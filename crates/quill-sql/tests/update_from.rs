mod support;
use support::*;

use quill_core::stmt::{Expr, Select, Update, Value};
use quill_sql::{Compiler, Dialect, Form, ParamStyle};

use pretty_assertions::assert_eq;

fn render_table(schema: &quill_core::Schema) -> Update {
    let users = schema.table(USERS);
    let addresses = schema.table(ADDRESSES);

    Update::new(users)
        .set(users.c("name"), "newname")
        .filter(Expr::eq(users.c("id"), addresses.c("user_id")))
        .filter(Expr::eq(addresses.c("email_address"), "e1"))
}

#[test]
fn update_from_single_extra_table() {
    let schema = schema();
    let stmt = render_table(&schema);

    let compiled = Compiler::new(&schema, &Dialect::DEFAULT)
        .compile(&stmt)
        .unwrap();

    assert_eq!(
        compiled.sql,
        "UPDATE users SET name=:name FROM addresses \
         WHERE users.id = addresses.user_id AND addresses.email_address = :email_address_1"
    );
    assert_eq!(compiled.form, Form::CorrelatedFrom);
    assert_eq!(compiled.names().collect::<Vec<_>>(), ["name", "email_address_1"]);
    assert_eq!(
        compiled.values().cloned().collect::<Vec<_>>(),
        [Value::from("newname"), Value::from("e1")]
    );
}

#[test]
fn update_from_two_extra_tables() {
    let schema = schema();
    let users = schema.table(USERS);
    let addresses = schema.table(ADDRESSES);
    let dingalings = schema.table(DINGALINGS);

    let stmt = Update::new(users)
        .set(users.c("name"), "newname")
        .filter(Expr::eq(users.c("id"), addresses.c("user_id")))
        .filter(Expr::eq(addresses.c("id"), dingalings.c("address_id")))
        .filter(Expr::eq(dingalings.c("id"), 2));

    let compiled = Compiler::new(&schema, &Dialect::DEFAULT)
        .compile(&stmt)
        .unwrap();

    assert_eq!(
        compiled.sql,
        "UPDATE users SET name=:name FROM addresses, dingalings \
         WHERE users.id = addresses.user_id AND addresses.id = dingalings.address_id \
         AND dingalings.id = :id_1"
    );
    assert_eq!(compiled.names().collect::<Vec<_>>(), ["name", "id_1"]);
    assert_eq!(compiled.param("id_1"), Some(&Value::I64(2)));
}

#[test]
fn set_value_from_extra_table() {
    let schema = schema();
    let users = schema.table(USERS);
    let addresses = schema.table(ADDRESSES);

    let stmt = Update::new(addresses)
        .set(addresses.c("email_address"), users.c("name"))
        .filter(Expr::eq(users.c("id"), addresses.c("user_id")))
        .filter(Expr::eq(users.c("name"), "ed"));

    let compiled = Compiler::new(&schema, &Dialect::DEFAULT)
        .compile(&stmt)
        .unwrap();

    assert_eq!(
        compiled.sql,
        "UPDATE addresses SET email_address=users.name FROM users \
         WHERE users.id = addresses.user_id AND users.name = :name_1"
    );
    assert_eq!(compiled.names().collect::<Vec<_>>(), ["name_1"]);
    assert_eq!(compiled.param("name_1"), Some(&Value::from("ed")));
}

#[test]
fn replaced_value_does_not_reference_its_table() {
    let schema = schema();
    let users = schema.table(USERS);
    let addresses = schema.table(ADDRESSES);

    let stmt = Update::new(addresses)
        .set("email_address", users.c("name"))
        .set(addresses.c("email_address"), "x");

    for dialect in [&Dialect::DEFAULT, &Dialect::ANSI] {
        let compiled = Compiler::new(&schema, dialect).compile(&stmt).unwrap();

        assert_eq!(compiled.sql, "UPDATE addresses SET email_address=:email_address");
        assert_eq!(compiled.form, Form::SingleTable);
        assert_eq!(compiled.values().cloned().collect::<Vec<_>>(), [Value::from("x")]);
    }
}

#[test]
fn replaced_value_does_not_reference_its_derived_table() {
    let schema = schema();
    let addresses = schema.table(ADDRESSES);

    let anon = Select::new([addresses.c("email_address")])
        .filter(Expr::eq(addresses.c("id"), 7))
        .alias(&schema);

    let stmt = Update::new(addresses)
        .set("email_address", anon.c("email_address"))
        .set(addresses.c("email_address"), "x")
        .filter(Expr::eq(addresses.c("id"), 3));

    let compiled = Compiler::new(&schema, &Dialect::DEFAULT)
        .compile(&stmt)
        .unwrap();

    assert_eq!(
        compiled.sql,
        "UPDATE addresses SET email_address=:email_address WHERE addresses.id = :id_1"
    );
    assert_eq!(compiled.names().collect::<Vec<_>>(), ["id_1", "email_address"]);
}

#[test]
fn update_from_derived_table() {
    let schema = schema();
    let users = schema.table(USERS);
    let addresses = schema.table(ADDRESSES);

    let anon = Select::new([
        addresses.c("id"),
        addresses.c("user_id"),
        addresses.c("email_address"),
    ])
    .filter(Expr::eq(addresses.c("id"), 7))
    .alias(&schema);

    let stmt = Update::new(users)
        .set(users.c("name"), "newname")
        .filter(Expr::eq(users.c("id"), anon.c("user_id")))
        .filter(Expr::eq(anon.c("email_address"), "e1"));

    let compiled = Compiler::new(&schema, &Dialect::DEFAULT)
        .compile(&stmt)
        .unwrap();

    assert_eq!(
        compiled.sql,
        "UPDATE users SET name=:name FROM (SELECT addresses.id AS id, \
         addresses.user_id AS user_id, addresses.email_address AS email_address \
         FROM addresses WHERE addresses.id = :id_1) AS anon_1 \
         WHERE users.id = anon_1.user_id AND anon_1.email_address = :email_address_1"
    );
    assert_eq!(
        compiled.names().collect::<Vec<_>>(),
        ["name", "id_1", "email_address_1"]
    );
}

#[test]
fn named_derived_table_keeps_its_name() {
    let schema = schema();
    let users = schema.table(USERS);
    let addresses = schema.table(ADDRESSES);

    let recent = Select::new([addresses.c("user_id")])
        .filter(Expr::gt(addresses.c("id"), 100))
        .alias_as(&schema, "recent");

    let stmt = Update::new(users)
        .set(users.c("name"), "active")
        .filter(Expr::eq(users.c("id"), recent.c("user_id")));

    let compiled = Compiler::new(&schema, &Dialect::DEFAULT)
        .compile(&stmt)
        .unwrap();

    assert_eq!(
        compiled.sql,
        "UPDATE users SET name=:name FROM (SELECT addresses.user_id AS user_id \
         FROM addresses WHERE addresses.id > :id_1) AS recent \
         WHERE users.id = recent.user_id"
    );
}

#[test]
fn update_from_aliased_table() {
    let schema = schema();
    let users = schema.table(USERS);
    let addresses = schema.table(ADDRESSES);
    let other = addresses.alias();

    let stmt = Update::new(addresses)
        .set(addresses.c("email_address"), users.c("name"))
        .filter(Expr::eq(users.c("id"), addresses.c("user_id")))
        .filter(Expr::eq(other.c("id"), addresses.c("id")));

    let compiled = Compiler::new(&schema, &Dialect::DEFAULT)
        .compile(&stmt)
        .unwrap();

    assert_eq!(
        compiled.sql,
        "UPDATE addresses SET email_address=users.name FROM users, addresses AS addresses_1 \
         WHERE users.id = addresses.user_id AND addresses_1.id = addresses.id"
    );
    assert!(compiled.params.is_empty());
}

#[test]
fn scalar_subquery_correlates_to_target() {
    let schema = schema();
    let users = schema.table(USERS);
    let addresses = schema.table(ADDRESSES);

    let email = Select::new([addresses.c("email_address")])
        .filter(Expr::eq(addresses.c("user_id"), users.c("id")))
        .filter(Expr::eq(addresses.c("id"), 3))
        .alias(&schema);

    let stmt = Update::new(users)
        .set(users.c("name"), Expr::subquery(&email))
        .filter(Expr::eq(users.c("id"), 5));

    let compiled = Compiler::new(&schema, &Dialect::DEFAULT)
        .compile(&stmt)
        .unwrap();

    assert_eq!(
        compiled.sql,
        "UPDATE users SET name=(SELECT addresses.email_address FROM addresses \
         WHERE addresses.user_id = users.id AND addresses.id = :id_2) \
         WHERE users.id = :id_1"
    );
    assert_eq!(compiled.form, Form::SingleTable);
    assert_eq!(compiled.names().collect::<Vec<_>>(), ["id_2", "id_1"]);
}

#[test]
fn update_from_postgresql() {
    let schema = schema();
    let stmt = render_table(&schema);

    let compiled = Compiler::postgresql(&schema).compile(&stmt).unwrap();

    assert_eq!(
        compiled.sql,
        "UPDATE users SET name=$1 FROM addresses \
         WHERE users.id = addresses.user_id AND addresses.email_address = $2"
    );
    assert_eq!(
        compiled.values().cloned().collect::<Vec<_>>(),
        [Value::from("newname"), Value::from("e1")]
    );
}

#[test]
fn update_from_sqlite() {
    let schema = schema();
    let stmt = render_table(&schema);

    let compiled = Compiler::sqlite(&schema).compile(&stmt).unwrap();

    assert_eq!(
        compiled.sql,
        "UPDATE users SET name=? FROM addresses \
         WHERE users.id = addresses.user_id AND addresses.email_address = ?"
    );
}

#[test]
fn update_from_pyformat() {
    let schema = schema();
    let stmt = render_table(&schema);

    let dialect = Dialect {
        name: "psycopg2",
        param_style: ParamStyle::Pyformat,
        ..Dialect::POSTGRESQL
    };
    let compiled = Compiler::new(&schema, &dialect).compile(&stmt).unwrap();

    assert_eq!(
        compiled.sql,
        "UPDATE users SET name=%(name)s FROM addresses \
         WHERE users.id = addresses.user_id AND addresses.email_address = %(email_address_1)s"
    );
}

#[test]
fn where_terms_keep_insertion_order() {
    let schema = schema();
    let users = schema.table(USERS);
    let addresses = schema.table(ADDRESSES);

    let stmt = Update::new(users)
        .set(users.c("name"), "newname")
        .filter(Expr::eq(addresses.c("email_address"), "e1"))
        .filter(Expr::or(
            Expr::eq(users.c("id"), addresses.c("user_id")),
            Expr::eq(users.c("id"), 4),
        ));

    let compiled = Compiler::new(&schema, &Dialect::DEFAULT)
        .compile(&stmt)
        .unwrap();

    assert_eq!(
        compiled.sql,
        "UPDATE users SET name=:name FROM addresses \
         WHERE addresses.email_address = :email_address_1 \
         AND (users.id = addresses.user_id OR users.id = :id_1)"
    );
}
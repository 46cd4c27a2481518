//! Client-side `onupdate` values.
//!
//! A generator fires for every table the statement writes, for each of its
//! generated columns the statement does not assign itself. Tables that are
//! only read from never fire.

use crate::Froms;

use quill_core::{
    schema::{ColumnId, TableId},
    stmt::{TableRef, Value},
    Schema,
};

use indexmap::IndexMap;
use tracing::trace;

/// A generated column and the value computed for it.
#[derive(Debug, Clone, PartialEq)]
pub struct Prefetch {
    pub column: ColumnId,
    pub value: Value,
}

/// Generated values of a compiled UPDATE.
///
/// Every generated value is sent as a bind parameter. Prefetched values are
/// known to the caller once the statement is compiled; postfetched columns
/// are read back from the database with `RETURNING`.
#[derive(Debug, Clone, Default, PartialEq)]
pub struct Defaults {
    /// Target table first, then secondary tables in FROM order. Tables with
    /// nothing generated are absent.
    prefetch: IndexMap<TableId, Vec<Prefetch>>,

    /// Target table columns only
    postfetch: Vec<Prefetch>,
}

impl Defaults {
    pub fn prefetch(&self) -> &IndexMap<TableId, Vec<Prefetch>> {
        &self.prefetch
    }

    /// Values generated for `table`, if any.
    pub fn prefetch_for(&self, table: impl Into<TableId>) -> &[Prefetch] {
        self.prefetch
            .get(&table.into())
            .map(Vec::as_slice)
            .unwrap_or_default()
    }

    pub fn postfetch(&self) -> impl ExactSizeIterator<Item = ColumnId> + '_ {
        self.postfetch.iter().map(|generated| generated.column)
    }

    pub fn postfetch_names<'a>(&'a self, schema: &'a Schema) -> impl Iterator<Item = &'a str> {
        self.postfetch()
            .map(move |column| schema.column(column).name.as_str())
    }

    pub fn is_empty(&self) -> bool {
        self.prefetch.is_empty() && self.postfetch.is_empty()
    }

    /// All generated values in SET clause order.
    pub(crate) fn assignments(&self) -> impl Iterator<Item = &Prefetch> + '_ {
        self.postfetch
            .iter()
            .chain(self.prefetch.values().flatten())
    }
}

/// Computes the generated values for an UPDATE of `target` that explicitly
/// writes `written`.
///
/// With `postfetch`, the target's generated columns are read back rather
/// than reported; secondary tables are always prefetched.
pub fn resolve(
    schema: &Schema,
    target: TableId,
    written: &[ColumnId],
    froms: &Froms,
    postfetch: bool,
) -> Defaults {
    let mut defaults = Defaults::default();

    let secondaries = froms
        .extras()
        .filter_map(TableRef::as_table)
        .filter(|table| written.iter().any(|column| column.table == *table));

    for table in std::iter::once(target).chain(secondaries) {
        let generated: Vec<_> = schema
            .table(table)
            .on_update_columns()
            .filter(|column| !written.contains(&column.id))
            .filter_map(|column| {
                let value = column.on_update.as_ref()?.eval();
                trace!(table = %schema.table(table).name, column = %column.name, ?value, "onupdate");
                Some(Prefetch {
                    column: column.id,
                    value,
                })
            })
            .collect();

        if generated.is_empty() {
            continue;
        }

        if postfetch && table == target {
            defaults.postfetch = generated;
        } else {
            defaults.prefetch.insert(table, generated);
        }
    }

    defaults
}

——

▶ **ABOUT THIS EXERCISE**: Where a line of the records holds the word "secondary", copy that line.

▶ **OUTPUT OF THE TASK**:
    /// Target table first, then secondary tables in FROM order. Tables with
/// than reported; secondary tables are always prefetched.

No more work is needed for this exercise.